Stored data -
_ _ _ _

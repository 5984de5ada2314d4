// reframe-cli/src/lib.rs
//
// Library portion of the reframe CLI: argument definitions, command logic,
// logging setup and terminal output.

pub mod cli;
pub mod commands;
pub mod error;
pub mod logging;
pub mod terminal;

// Re-export items needed by the binary or integration tests
pub use cli::{Cli, Commands, ConvertArgs, InfoArgs, ToolArgs};
pub use commands::{EXIT_FATAL, EXIT_PARTIAL, EXIT_SUCCESS, dispatch};
pub use error::{CliErrorContext, CliResult};
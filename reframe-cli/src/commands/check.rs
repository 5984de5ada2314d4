// reframe-cli/src/commands/check.rs
//
// The `check` command: report whether ffprobe and ffmpeg can be run.

use crate::cli::ToolArgs;
use crate::commands::EXIT_SUCCESS;
use crate::error::CliResult;
use crate::terminal;
use reframe_core::external::check_dependency;
use reframe_core::{CommandRunner, CoreError, SystemCommandRunner};

/// Checks both tools, printing a status line for each. Fails with the first
/// missing tool after both have been reported.
pub fn run_check(tools: &ToolArgs) -> CliResult<u8> {
    check_with(&SystemCommandRunner, tools)
}

fn check_with(runner: &dyn CommandRunner, tools: &ToolArgs) -> CliResult<u8> {
    let paths = tools.resolve();
    terminal::print_section("External tools");

    let mut first_error: Option<CoreError> = None;
    for (label, program) in [("ffprobe", &paths.ffprobe), ("ffmpeg", &paths.ffmpeg)] {
        match check_dependency(runner, program) {
            Ok(()) => terminal::print_status(label, &format!("ok ({})", program.display()), false),
            Err(e) => {
                terminal::print_status(label, &format!("unavailable ({})", program.display()), true);
                first_error.get_or_insert(e);
            }
        }
    }

    match first_error {
        Some(e) => Err(e),
        None => {
            terminal::print_success("ffmpeg and ffprobe are ready");
            Ok(EXIT_SUCCESS)
        }
    }
}
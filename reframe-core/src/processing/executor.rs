// ============================================================================
// reframe-core/src/processing/executor.rs
// ============================================================================
//
// TRANSCODE EXECUTOR: Runs one ffmpeg encode for a probed job
//
// The encode writes into a hidden staging file beside the final output and is
// renamed into place only after ffmpeg exits successfully. Every other path
// (non-zero exit, launch failure, timeout, cancellation) drops the staging
// file, so no partial output is ever left at the final location.
//
// There are no retries. Progress lines on ffmpeg's stderr are parsed with
// ffmpeg-sidecar and converted to a percentage of the probed duration.

use crate::config::{STDERR_TAIL_LINES, TARGET_HEIGHT, TARGET_WIDTH, ToolPaths};
use crate::error::{CoreError, command_failed_error};
use crate::external::ffmpeg::{EncodeOptions, build_ffmpeg_args};
use crate::external::ffprobe_executor::probe_dimensions;
use crate::external::runner::{CancelFlag, CommandRunner, RunOptions, program_name};
use crate::processing::job::{FailureStage, JobOutcome, TranscodeJob};
use crate::progress_reporting::ProgressReporter;
use crate::temp_files::{commit_staging_file, create_staging_file};
use crate::utils::{format_bytes, parse_ffmpeg_time, tail_lines};

use ffmpeg_sidecar::log_parser::try_parse_progress;
use std::path::Path;
use std::sync::atomic::{AtomicU32, Ordering};
use std::time::{Duration, Instant};

/// Settings shared by every encode of a batch.
#[derive(Clone, Copy)]
pub struct ExecuteOptions<'a> {
    pub tools: &'a ToolPaths,
    pub encode: EncodeOptions,
    /// Probe the finished file and warn when it is not 1080x1920
    pub verify_output: bool,
    pub timeout: Option<Duration>,
    pub cancel: Option<&'a CancelFlag>,
    pub reporter: &'a dyn ProgressReporter,
}

/// Encodes a job whose profile and transform are already resolved.
pub fn execute(runner: &dyn CommandRunner, job: &TranscodeJob, options: &ExecuteOptions<'_>) -> JobOutcome {
    let started = Instant::now();

    let (Some(profile), Some(transform)) = (&job.profile, &job.transform) else {
        return JobOutcome::failed(FailureStage::Encode, "job was not probed before encoding");
    };

    let staging = match create_staging_file(&job.output_path) {
        Ok(staging) => staging,
        Err(e) => {
            return JobOutcome::failed(
                FailureStage::Filesystem,
                format!("cannot create temporary output in {}: {}", job.output_dir().display(), e),
            );
        }
    };

    let args = build_ffmpeg_args(&job.input_path, &staging, profile, transform, &options.encode);

    let progress = ProgressTracker::new(&job.input_path, profile.duration_secs, options.reporter);
    let on_line = |line: &str| progress.observe(line);
    let run_options = RunOptions {
        timeout: options.timeout,
        cancel: options.cancel,
        on_stderr_line: Some(&on_line),
    };

    log::info!(
        "Encoding {} -> {}",
        job.input_path.display(),
        job.output_path.display()
    );

    let ffmpeg = &options.tools.ffmpeg;
    let output = match runner.run(ffmpeg, &args, &run_options) {
        Ok(output) => output,
        Err(CoreError::Cancelled(_)) => {
            return JobOutcome::failed(FailureStage::Cancelled, "cancelled before completion");
        }
        Err(e) => return JobOutcome::failed(FailureStage::Encode, e.to_string()),
    };

    if !output.success() {
        let err = command_failed_error(
            program_name(ffmpeg),
            output.status_description(),
            tail_lines(&output.stderr, STDERR_TAIL_LINES),
        );
        return JobOutcome::failed(FailureStage::Encode, err.to_string());
    }

    if let Err(e) = commit_staging_file(staging, &job.output_path) {
        return JobOutcome::failed(
            FailureStage::Filesystem,
            format!("cannot move output into place at {}: {}", job.output_path.display(), e),
        );
    }

    let output_size = std::fs::metadata(&job.output_path).map(|m| m.len()).unwrap_or(0);

    if options.verify_output {
        verify_output(runner, &options.tools.ffprobe, &job.output_path);
    }

    let elapsed = started.elapsed();
    log::info!(
        "Finished {} in {:.1}s ({})",
        job.output_path.display(),
        elapsed.as_secs_f64(),
        format_bytes(output_size)
    );
    JobOutcome::Succeeded { elapsed, output_size }
}

/// Logs a warning when the written file is not the expected canvas size.
fn verify_output(runner: &dyn CommandRunner, ffprobe: &Path, output: &Path) {
    match probe_dimensions(runner, ffprobe, output) {
        Ok((width, height)) if (width, height) == (TARGET_WIDTH, TARGET_HEIGHT) => {
            log::debug!("Verified {}: {}x{}", output.display(), width, height);
        }
        Ok((width, height)) => {
            log::warn!(
                "Output {} is {}x{}, expected {}x{}",
                output.display(),
                width,
                height,
                TARGET_WIDTH,
                TARGET_HEIGHT
            );
        }
        Err(e) => log::warn!("Could not verify {}: {}", output.display(), e),
    }
}

/// Turns ffmpeg progress lines into whole-percent reporter events.
struct ProgressTracker<'a> {
    input: &'a Path,
    duration_secs: Option<f64>,
    reporter: &'a dyn ProgressReporter,
    last_percent: AtomicU32,
}

impl<'a> ProgressTracker<'a> {
    fn new(input: &'a Path, duration_secs: Option<f64>, reporter: &'a dyn ProgressReporter) -> Self {
        Self {
            input,
            duration_secs: duration_secs.filter(|d| *d > 0.0),
            reporter,
            last_percent: AtomicU32::new(u32::MAX),
        }
    }

    fn observe(&self, line: &str) {
        let Some(duration) = self.duration_secs else {
            return;
        };
        let Some(progress) = try_parse_progress(line) else {
            return;
        };
        let Some(position) = parse_ffmpeg_time(&progress.time) else {
            return;
        };

        let percent = (position / duration * 100.0).clamp(0.0, 100.0);
        let whole = percent as u32;
        if self.last_percent.swap(whole, Ordering::Relaxed) != whole {
            self.reporter.on_job_progress(self.input, percent as f32);
        }
    }
}
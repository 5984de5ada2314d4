//! File discovery module for finding video files to process.
//!
//! Inputs may be files or directories. A file is accepted when its extension
//! (case-insensitive) is one of [`SUPPORTED_EXTENSIONS`]; a directory is
//! scanned for such files, at the top level only unless recursion is enabled.
//! Directories named like the output subdirectory are never entered, so
//! re-running over the same folder does not pick up previous outputs.

use crate::config::SUPPORTED_EXTENSIONS;
use crate::error::{CoreError, CoreResult};

use std::collections::HashSet;
use std::path::{Path, PathBuf};
use walkdir::WalkDir;

/// Returns true when `path` has a supported video extension.
#[must_use]
pub fn has_supported_extension(path: &Path) -> bool {
    path.extension()
        .and_then(|ext| ext.to_str())
        .is_some_and(|ext| SUPPORTED_EXTENSIONS.iter().any(|s| ext.eq_ignore_ascii_case(s)))
}

/// Finds the video files to process among `inputs`.
///
/// Results keep the order of `inputs`; files found inside one directory are
/// sorted by path. A file reached twice (listed twice, or listed and also
/// inside a listed directory) is kept at its first position only.
///
/// # Errors
///
/// * `CoreError::PathError` - an input path does not exist
/// * `CoreError::NoFilesFound` - nothing supported was found
///
/// # Examples
///
/// ```rust,no_run
/// use reframe_core::find_processable_files;
/// use std::path::PathBuf;
///
/// let inputs = vec![PathBuf::from("/path/to/videos")];
/// match find_processable_files(&inputs, false, "9x16_output") {
///     Ok(files) => println!("Found {} video files", files.len()),
///     Err(e) => println!("Error finding video files: {}", e),
/// }
/// ```
pub fn find_processable_files(
    inputs: &[PathBuf],
    recursive: bool,
    output_subdir: &str,
) -> CoreResult<Vec<PathBuf>> {
    let mut seen = HashSet::new();
    let mut files = Vec::new();

    for input in inputs {
        let candidates = if input.is_dir() {
            scan_directory(input, recursive, output_subdir)
        } else if input.is_file() {
            if has_supported_extension(input) {
                vec![input.clone()]
            } else {
                log::warn!("Skipping unsupported file: {}", input.display());
                Vec::new()
            }
        } else {
            return Err(CoreError::PathError(format!(
                "Input path does not exist: {}",
                input.display()
            )));
        };

        for file in candidates {
            let key = std::fs::canonicalize(&file).unwrap_or_else(|_| file.clone());
            if seen.insert(key) {
                files.push(file);
            } else {
                log::debug!("Ignoring duplicate input: {}", file.display());
            }
        }
    }

    if files.is_empty() {
        Err(CoreError::NoFilesFound)
    } else {
        log::debug!("Discovered {} video file(s)", files.len());
        Ok(files)
    }
}

fn scan_directory(dir: &Path, recursive: bool, output_subdir: &str) -> Vec<PathBuf> {
    let max_depth = if recursive { usize::MAX } else { 1 };

    let mut files: Vec<PathBuf> = WalkDir::new(dir)
        .min_depth(1)
        .max_depth(max_depth)
        .into_iter()
        .filter_entry(|entry| !(entry.file_type().is_dir() && entry.file_name() == output_subdir))
        .filter_map(|entry| match entry {
            Ok(entry) => Some(entry.into_path()),
            Err(e) => {
                log::warn!("Skipping unreadable entry under {}: {}", dir.display(), e);
                None
            }
        })
        .filter(|path| path.is_file() && has_supported_extension(path))
        .collect();

    files.sort();
    files
}
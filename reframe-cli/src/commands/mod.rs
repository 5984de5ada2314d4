//! Command implementations for the CLI.
//!
//! Each submodule contains the implementation of a specific command and
//! returns the process exit code on success.

use crate::cli::{Commands, ToolArgs};
use crate::error::CliResult;
use reframe_core::ToolPaths;

/// Module containing the implementation of the `convert` command.
pub mod convert;

/// Module containing the implementation of the `check` command.
pub mod check;

/// Module containing the implementation of the `info` command.
pub mod info;

/// Every file converted (or nothing needed doing).
pub const EXIT_SUCCESS: u8 = 0;
/// The run could not start or was aborted as a whole.
pub const EXIT_FATAL: u8 = 1;
/// The run finished but some files failed.
pub const EXIT_PARTIAL: u8 = 2;

/// Runs the selected subcommand.
pub fn dispatch(command: Commands) -> CliResult<u8> {
    match command {
        Commands::Convert(args) => convert::run_convert(args),
        Commands::Check(tools) => check::run_check(&tools),
        Commands::Info(args) => info::run_info(&args),
    }
}

impl ToolArgs {
    /// Explicit paths win; otherwise the sidecar binary or a PATH lookup.
    pub fn resolve(&self) -> ToolPaths {
        ToolPaths::resolve(self.ffmpeg.clone(), self.ffprobe.clone())
    }
}
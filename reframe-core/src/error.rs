// ============================================================================
// reframe-core/src/error.rs
// ============================================================================
//
// ERROR HANDLING: Custom Error Types for reframe-core
//
// This module defines the error types used throughout the library. Errors fall
// into two scopes:
//
// - Run-scoped: a required tool is missing, or nothing was found to process.
//   These are returned from the batch entry points before any job runs.
// - File-scoped: probing, filesystem or encode failures for one input. These
//   are recorded on the job and collected into the batch result; they never
//   abort the rest of a batch.
//
// Helper constructors at the bottom keep the command-related variants
// consistent across the prober and the executor.

use std::path::PathBuf;
use thiserror::Error;

/// Errors produced by the reframe-core library.
#[derive(Error, Debug)]
pub enum CoreError {
    #[error("I/O error: {0}")]
    Io(#[from] std::io::Error),

    #[error("Path error: {0}")]
    PathError(String),

    #[error("Required external tool not found: {0}")]
    DependencyNotFound(String),

    #[error("Failed to start {0}: {1}")]
    CommandStart(String, #[source] std::io::Error),

    #[error("Failed while waiting for {0}: {1}")]
    CommandWait(String, #[source] std::io::Error),

    #[error("{command} exited with {status}: {stderr}")]
    CommandFailed {
        command: String,
        status: String,
        stderr: String,
    },

    #[error("{0} timed out after {1} seconds")]
    CommandTimeout(String, u64),

    #[error("{0} was cancelled")]
    Cancelled(String),

    #[error("No video stream found in {}", .0.display())]
    NoVideoStream(PathBuf),

    #[error("Invalid video information: {0}")]
    VideoInfoError(String),

    #[error("Failed to parse ffprobe output: {0}")]
    JsonParseError(String),

    #[error("No supported video files found")]
    NoFilesFound,

    #[error("Invalid configuration: {0}")]
    Config(String),

    #[error("{0}")]
    OperationFailed(String),
}

impl CoreError {
    /// True for errors that stop a whole run before any job is attempted.
    #[must_use]
    pub fn is_run_scoped(&self) -> bool {
        matches!(
            self,
            CoreError::DependencyNotFound(_) | CoreError::NoFilesFound | CoreError::Config(_)
        )
    }
}

/// Result type for reframe-core operations
pub type CoreResult<T> = std::result::Result<T, CoreError>;

/// Builds a `CommandStart` error, mapping a missing binary to `DependencyNotFound`.
pub fn command_start_error(command: impl Into<String>, err: std::io::Error) -> CoreError {
    let command = command.into();
    if err.kind() == std::io::ErrorKind::NotFound {
        CoreError::DependencyNotFound(command)
    } else {
        CoreError::CommandStart(command, err)
    }
}

pub fn command_wait_error(command: impl Into<String>, err: std::io::Error) -> CoreError {
    CoreError::CommandWait(command.into(), err)
}

/// Builds a `CommandFailed` error from an exit description and captured stderr.
pub fn command_failed_error(
    command: impl Into<String>,
    status: impl std::fmt::Display,
    stderr: impl Into<String>,
) -> CoreError {
    CoreError::CommandFailed {
        command: command.into(),
        status: status.to_string(),
        stderr: stderr.into(),
    }
}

_ _ _ _

Filter the entries above and return only the lines holding "ProgressTracker".

Response box -
    let progress = ProgressTracker::new(&job.input_path, profile.duration_secs, options.reporter);
struct ProgressTracker<'a> {
impl<'a> ProgressTracker<'a> {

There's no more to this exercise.